You shouldnt be soldering anything. These are crimp only harnesses. If you apply heat you will melt the plastic coat.

No reversing wire is needed.

Make sure your comand has the gyroscope angle set correctly.
 
miro said:
You shouldnt be soldering anything. These are crimp only harnesses. If you apply heat you will melt the plastic coat.

Disagree there completely Miro. When splicing, cables should be stripped back, connections should be soldered and either heatshrink or electrical tape applied to cover the join. The pins for the C1/C2 connecter should definitely be soldered to ensure a reliable connection. Melting the plastic coat isn't an issue if done (even half :) ) correctly.
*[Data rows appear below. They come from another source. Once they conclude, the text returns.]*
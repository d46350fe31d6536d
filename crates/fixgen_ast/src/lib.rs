//! The AST core of fixgen: expression nodes, signals and modules.
//!
//! [`Expr`] is the generic expression DAG that generated hardware is built
//! from; [`Module`] owns the signals it declares; [`eval_expr`] computes the
//! value of a tree for given signal values. Fixed-point semantics live one
//! layer up, in `fixgen_fixed`.

#![warn(missing_docs)]

pub mod arena;
pub mod const_value;
pub mod error;
pub mod eval;
pub mod expr;
pub mod ids;
pub mod module;
pub mod signal;
pub mod stmt;

pub use const_value::ConstValue;
pub use error::{AstError, EvalError};
pub use eval::{eval_expr, EvalEnv, EvalValue};
pub use expr::{BinaryOp, Expr, ExprKind, SignalRef, UnaryOp};
pub use ids::{ModuleId, ModuleKey, SignalId};
pub use module::{Module, SignalDecl};
pub use signal::{Signal, SignalKind};
pub use stmt::{Assignment, Connection, Subst};
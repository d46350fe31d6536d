//! Parsing and validation of `fixgen.toml` generator configuration.
//!
//! The file sets the defaults that fixed-point factories fall back to when a
//! caller does not give a width, binary point or signedness explicitly.

#![warn(missing_docs)]

pub mod error;
pub mod loader;
pub mod types;

pub use error::ConfigError;
pub use loader::{load_config, load_config_from_str, CONFIG_FILE};
pub use types::{FixedDefaults, GeneratorConfig};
Mad-max, yes, disconnect the battery. Better to be safe than sorry! You may find the speed sensor behind your existing h/u. From memory, the wire is blue/green, but check for past forum posts; search on comand and there will be loads of info :)

Re; bracket: I found one wasn't necessary as the tight space and fitting clips secure it enough.
 
Flyer said:
Disagree there completely Miro. When splicing, cables should be stripped back, connections should be soldered and either heatshrink or electrical tape applied to cover the join. The pins for the C1/C2 connecter should definitely be soldered to ensure a reliable connection. Melting the plastic coat isn't an issue if done (even half :) ) correctly.
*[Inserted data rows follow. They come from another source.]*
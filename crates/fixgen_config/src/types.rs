//! Configuration types deserialized from `fixgen.toml`.

use serde::Deserialize;

/// The top-level generator configuration.
#[derive(Debug, Clone, Default, PartialEq, Eq, Deserialize)]
pub struct GeneratorConfig {
    /// Defaults for fixed-point signal factories.
    #[serde(default)]
    pub fixed: FixedDefaults,
}

/// The `[fixed]` section: defaults applied when a factory call leaves a
/// parameter unspecified.
#[derive(Debug, Clone, Copy, PartialEq, Eq, Deserialize)]
#[serde(default)]
pub struct FixedDefaults {
    /// Default signal width in bits.
    pub width: u32,
    /// Default binary point (number of fractional bits).
    pub point: u32,
    /// Whether signals are signed by default.
    pub signed: bool,
}

impl Default for FixedDefaults {
    fn default() -> Self {
        Self {
            width: 32,
            point: 0,
            signed: true,
        }
    }
}

#[cfg(test)]
mod tests {
    use super::*;

    #[test]
    fn defaults_match_factory_defaults() {
        let d = FixedDefaults::default();
        assert_eq!(d.width, 32);
        assert_eq!(d.point, 0);
        assert!(d.signed);
    }

    #[test]
    fn partial_section_keeps_other_defaults() {
        let cfg: GeneratorConfig = toml::from_str("[fixed]\npoint = 8\n").unwrap();
        assert_eq!(cfg.fixed.point, 8);
        assert_eq!(cfg.fixed.width, 32);
        assert!(cfg.fixed.signed);
    }

    #[test]
    fn empty_document_is_default() {
        let cfg: GeneratorConfig = toml::from_str("").unwrap();
        assert_eq!(cfg, GeneratorConfig::default());
    }
}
Mad-max, yes, disconnect the battery. Better to be safe than sorry! You may find the speed sensor behind your existing h/u. From memory, the wire is blue/green, but check for past forum posts; search on comand and there will be loads of info :)

Re; bracket: I found one wasn't necessary as the tight space and fitting clips secure it enough.
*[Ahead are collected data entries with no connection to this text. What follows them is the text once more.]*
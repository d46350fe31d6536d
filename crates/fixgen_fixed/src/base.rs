//! Behavior shared by every fixed-point-aware node, and signal writes.

use fixgen_ast::{Assignment, BinaryOp, Connection, Expr, Module, Subst};
use tracing::trace;

use crate::convert::{mask_low, shift_left, shift_right};
use crate::error::FixedError;
use crate::spec::Pointed;
use crate::value::{FixedConst, FixedExpr, FixedNode, FixedSignal, Value};

/// A node with a binary point that can take part in generated hardware.
pub trait FixedValue: Pointed {
    /// The AST-core expression for this node.
    fn expr(&self) -> Expr;

    /// The integer part: `self >>> point`.
    fn int_part(&self) -> Expr {
        Expr::binary(BinaryOp::Sra, self.expr(), Expr::int(i64::from(self.point())))
    }

    /// The fractional bits: `self & {point{1'b1}}`, or `self & 0` when the
    /// point is zero.
    fn dec_part(&self) -> Expr {
        match self.point() {
            0 => Expr::binary(BinaryOp::And, self.expr(), Expr::int(0)),
            point => mask_low(self.expr(), point),
        }
    }

    /// The raw bits `self[width-1:0]`, or `self[0:0]` without a width.
    fn raw(&self) -> Expr {
        let width = self.width().unwrap_or(1).max(1);
        Expr::slice(self.expr(), width - 1, 0)
    }

    /// Rescales a value being written into this node from its own point to
    /// this node's point.
    ///
    /// The result is a mux over the two points, shifting left when this node
    /// has more fractional bits, right when it has fewer, and passing the
    /// value through when they agree.
    fn adjust_incoming(&self, value: impl Into<Value>) -> Expr
    where
        Self: Sized,
    {
        let value = value.into();
        let (lpoint, rpoint) = (i64::from(self.point()), i64::from(value.point()));
        let rsigned = value.signed();
        let (lp, rp) = (Expr::int(lpoint), Expr::int(rpoint));

        let ldiff = Expr::mux(
            Expr::binary(BinaryOp::LessEq, lp.clone(), rp.clone()),
            Expr::int(0),
            Expr::int(lpoint - rpoint),
        );
        let rdiff = Expr::mux(
            Expr::binary(BinaryOp::GreaterEq, lp.clone(), rp.clone()),
            Expr::int(0),
            Expr::int(rpoint - lpoint),
        );
        let widened = shift_left(value.clone(), ldiff, rsigned).to_expr();
        let narrowed = shift_right(value.clone(), rdiff, rsigned).to_expr();

        Expr::mux(
            Expr::binary(BinaryOp::GreaterThan, lp.clone(), rp.clone()),
            widened,
            Expr::mux(
                Expr::binary(BinaryOp::LessThan, lp, rp),
                narrowed,
                value.to_expr(),
            ),
        )
    }
}

impl FixedValue for FixedSignal {
    fn expr(&self) -> Expr {
        Expr::signal(self.signal_ref())
    }
}

impl FixedValue for FixedConst {
    fn expr(&self) -> Expr {
        Expr::literal(self.value())
    }
}

impl FixedValue for FixedExpr {
    fn expr(&self) -> Expr {
        self.node().clone()
    }
}

impl FixedValue for FixedNode {
    fn expr(&self) -> Expr {
        match self {
            FixedNode::Signal(s) => s.expr(),
            FixedNode::Const(c) => c.expr(),
            FixedNode::Expr(e) => e.expr(),
            FixedNode::Plain(e) => e.clone(),
        }
    }
}

impl FixedSignal {
    /// A non-blocking write, rescaled to this signal's point.
    pub fn write(&self, value: impl Into<Value>) -> Subst {
        self.subst(self.adjust_incoming(value), false)
    }

    /// A blocking write, rescaled to this signal's point.
    pub fn write_blocking(&self, value: impl Into<Value>) -> Subst {
        self.subst(self.adjust_incoming(value), true)
    }

    /// A non-blocking write of the value's bits as they are.
    pub fn write_raw(&self, value: impl Into<Value>) -> Subst {
        self.subst(value.into().to_expr(), false)
    }

    /// Binds `value` to this port, rescaled to its point.
    pub fn connect(&self, value: impl Into<Value>) -> Connection {
        Connection {
            port: self.signal_ref(),
            value: self.adjust_incoming(value),
        }
    }

    fn declared_in(&self, module: &Module) -> bool {
        module.key() == self.owner()
            && module.id() == self.module()
            && module
                .signal(self.id())
                .is_some_and(|s| s.name == self.name() && s.signal_ref() == self.signal_ref())
    }

    fn subst(&self, value: Expr, blocking: bool) -> Subst {
        Subst {
            target: self.signal_ref(),
            value,
            blocking,
        }
    }

    /// Drives this signal continuously from `value`, rescaled to its point.
    ///
    /// `module` must be the module value that declared the signal; another
    /// module with the same ID is rejected.
    pub fn assign(&self, module: &mut Module, value: impl Into<Value>) -> Result<(), FixedError> {
        if !self.declared_in(module) {
            return Err(FixedError::ForeignSignal {
                signal: self.id().as_raw(),
                module: module.name().to_string(),
            });
        }
        let value = self.adjust_incoming(value);
        trace!(
            module = module.name(),
            signal = module.resolve(self.name()),
            "continuous assignment"
        );
        module.add_assignment(Assignment {
            target: self.id(),
            value,
        });
        Ok(())
    }
}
Im sorry but I have not seen any evidence of this method in the factory specification. That is the only standard I apply.
 
miro said:
Im sorry but I have not seen any evidence of this method in the factory specification. That is the only standard I apply.


The problem is there is no factory specification for a retro fit is there?

The soldering advice sounds good.
 
Mad-max said:
I'm installing the Comand unit into my 2000 CLK Cab and I have a couple of quick questions.

a. Should I disconnect the battery before soldering the C1 / C2 harness to the C connection?

b. Where is the speed sensor and reversing wires on the CLK. I have been told that it is on the passenger side door sill. What color are they? How do they install?

c. How does the bracket install to support the Comand unit.

Thanks in advance
Mad-Max

I'm installing Command into my facelift w208 next week. When you planning to do yours? pm me

One quick question - which way up for the gps antenna? The one I've been supplied is third party & mounts onto a magnetic pad but has no instructions as to whether the pad should be placed above or below the intended install sight.

I'd assume it goes below the antenna but rather than have to take everything apart again & try & peel off the sticky-backed mag pad I thought it best to check ;)
 
GrahamC230K said:
The problem is there is no factory specification for a retro fit is there?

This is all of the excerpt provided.